UNWRITTEN RULES ARE SO DUMB
“I mean, look, I think the one thing he’s got to make sure of is he doesn’t get hit by a pitcher after standing there watching that home run for ten minutes that he hit yesterday. I think some A’s players took exception.”
-Cubs Insider for Marquee Bruce Levine, referencing Munetaka Murakami on the Mully & Haugh Show, April 20, 2026
When Mully and Haugh, the morning hosts on 670 The Score, asked Bruce Levine a lighthearted question about how many home runs Munetaka Murakami might hit this season, it is unlikely that many listeners objected to his tongue-in-cheek response.
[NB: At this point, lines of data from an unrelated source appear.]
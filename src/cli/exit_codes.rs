//! Exit codes for the CLI
//!
//! Standard exit codes used by the Bambot CLI for CI/CD integration.
//!
//! # Exit Code Reference
//!
//! | Code | Constant | Meaning | Example |
//! |------|----------|---------|---------|
//! | 0 | `SUCCESS` | No failure detected | Every log is clean |
//! | 1 | `FAILURE_DETECTED` | Failure detected | A log matched a signature |
//! | 3 | `ERROR` | Runtime error | Log file not found, bad rule pattern |
//! | 4 | `INVALID_ARGS` | Invalid arguments | `--max-width 2`, `--format xml` |

use crate::error::{BambotError, ConfigError};

/// Success - no log matched a failure signature.
pub const SUCCESS: i32 = 0;

/// At least one log matched a failure signature.
pub const FAILURE_DETECTED: i32 = 1;

/// Runtime error (file not found, invalid configuration file, etc.).
///
/// Used when:
/// - A log file cannot be read
/// - The configuration file is missing or not valid TOML
/// - A custom rule pattern does not compile
pub const ERROR: i32 = 3;

/// Invalid arguments (unknown flags or values, out-of-range limits, etc.).
pub const INVALID_ARGS: i32 = 4;

/// Exit code to use when a command fails with `err`
pub fn for_error(err: &BambotError) -> i32 {
    match err {
        BambotError::Config(ConfigError::InvalidValue { .. }) => INVALID_ARGS,
        _ => ERROR,
    }
}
But as I listened, I was so annoyed by it that I booed.
Like, audibly booed.
Right there in the car, mid-commute, my daughter in the backseat, bearing witness to my outburst.
Ever since, I’ve been thinking about the unwritten rules of baseball. You know, the ones about ‘decorum’ and ‘etiquette’ that have little or nothing to do with actual gameplay.
Some unwritten rules are harmless enough, like not talking to a pitcher during a no-hitter (which can actually be charming). Others, though, directly impact the game, like when a team is basically expected to stop trying if their team has a large lead: don’t steal any bases, don’t try to manufacture any additional runs, and definitely don’t swing away on a 3-0 count. (Just ask Yermín Mercedes about that last one.)
Honestly, I could go on about how these self-policing rules only serve as evidence that some men will literally charge the mound rather than ever consider therapy. But if I start tugging on that thread, we’ll end up in a whole conversation about toxic masculinity in sports, and I’m not sure either of us has the energy for that today. Let’s stick to baseball for now.
Of all the unwritten rules, the one that bothers me the most - and what Levine’s comment epitomizes - is the idea that purposefully hitting a batter with a pitch is viewed as an acceptable (if not encouraged) form of retaliation. It doesn’t matter how real or perceived the other team’s transgression is. In this case, it was implied that Murakami would deserve to get plunked because he stood at the plate watching his homerun leave the yard rather than, I don’t know, full sprinting the bases like he’s Willie Mays Hayes. (But like, OG Willie Mays Hayes. Wesley Snipes Willie Mays Hayes. Before he went all Hollywood.)
So yeah, according to baseball’s book of secret, made-up rules, if you feel disrespected by a player’s actions, it’s totally fine for you to put a fastball in his thigh the next time he steps up to the plate.
Which is just so damn stupid.
And deeply problematic.
Explain to me, please, how exactly handing the other team a free base helps your team? What if they come around to score? What then? Congratulations, you’ve now embarrassed yourself twice in the span of just one half-inning. Wouldn’t it be far more satisfying to simply strike them out and flex your so-called dominance?
Why are you out here finger-wagging other players, anyway? What are you, a cop?
(By the way, we already have baseball cops. They’re called umpires.)
At the end of the day, someone has to win, and someone has to lose. As my father used to tell me, “If you don’t like losing, get better.” You don’t like that Murakami watched his home run? Then maybe you shouldn’t have thrown him that pitch. Are you upset that the opposing team made you look bad by running up the score? Cry more. This isn’t Little League, and these players aren’t children. They are professionals getting paid a ridiculous amount of money because they’re the best in the world at their sport. I think the best players in the world should be able to prove their point by simply winning, rather than using on-field aggression as an equalizer against a player who just straight-up bested them.
In the end, that kind of behavior is just gross. And it certainly doesn’t win games.
There’s a reason these rules are unwritten: because they’re dumb, and writing them down would be even dumber.
Let’s stop pretending they’re anything but ridiculous.